# What you will do
Check each line below for "impl" and give the count of those that have it, nothing else.

# Records to use
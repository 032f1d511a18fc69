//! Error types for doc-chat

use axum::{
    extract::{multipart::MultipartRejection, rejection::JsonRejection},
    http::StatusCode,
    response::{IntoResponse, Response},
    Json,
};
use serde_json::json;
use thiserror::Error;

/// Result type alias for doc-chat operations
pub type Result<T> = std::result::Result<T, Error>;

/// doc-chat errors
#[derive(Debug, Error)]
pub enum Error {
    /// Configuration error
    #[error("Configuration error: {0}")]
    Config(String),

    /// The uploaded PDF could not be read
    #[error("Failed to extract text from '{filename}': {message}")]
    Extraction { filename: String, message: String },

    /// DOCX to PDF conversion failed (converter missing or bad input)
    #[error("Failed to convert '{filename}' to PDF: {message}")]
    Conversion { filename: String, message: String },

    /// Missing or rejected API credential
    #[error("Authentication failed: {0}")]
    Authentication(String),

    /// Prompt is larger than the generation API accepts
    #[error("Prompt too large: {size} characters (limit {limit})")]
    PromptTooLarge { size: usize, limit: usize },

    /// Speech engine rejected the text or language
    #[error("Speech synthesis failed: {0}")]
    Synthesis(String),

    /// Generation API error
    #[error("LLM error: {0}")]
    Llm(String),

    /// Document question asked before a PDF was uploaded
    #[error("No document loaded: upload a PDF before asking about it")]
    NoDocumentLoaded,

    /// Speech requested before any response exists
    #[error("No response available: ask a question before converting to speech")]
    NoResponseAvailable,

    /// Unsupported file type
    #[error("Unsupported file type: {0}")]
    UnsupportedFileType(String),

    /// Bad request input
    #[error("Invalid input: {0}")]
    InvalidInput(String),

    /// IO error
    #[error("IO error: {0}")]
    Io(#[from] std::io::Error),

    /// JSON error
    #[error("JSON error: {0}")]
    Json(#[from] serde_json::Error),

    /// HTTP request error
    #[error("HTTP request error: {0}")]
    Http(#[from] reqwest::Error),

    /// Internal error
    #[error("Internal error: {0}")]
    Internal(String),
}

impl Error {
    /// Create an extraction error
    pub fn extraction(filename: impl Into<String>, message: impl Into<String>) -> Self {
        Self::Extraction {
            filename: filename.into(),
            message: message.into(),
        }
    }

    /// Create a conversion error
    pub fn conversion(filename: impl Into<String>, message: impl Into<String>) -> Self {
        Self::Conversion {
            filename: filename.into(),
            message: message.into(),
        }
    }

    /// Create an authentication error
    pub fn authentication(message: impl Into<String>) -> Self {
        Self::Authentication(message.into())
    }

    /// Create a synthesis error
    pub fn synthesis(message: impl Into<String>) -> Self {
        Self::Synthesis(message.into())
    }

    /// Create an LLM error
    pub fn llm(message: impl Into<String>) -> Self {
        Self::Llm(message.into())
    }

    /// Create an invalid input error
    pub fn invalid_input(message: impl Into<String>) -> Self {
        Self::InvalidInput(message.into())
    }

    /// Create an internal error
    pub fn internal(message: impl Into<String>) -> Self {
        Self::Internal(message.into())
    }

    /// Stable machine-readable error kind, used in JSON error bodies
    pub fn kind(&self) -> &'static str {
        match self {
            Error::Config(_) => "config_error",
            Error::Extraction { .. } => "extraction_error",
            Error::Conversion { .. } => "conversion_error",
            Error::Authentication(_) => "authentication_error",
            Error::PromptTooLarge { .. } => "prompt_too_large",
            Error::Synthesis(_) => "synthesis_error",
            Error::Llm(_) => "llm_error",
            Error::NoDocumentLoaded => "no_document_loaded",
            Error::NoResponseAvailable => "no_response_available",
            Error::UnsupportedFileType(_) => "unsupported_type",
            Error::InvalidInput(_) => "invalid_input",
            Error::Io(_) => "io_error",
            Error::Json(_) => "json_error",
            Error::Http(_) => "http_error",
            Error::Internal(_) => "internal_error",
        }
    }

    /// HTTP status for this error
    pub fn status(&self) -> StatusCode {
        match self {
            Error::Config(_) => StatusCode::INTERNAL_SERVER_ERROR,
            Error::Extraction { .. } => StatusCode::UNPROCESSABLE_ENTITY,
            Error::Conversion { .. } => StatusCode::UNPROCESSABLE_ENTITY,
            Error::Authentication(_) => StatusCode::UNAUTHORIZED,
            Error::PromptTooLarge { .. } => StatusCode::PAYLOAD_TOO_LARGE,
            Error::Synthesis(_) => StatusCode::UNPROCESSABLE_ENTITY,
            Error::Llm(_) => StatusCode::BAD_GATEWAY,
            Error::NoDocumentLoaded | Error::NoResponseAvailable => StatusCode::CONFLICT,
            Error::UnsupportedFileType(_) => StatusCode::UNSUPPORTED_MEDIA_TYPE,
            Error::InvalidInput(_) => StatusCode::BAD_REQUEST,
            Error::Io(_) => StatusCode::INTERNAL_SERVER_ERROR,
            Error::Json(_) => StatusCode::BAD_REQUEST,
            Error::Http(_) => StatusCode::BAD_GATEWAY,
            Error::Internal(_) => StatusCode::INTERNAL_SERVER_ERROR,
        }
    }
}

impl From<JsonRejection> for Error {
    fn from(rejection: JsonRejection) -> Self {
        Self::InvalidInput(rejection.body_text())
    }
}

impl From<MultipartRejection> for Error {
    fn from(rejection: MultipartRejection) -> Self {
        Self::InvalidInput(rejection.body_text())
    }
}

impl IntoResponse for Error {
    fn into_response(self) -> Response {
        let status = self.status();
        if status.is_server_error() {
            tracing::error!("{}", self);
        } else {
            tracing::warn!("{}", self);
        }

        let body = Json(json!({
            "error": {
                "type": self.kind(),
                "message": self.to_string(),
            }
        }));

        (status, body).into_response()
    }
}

# Your response
11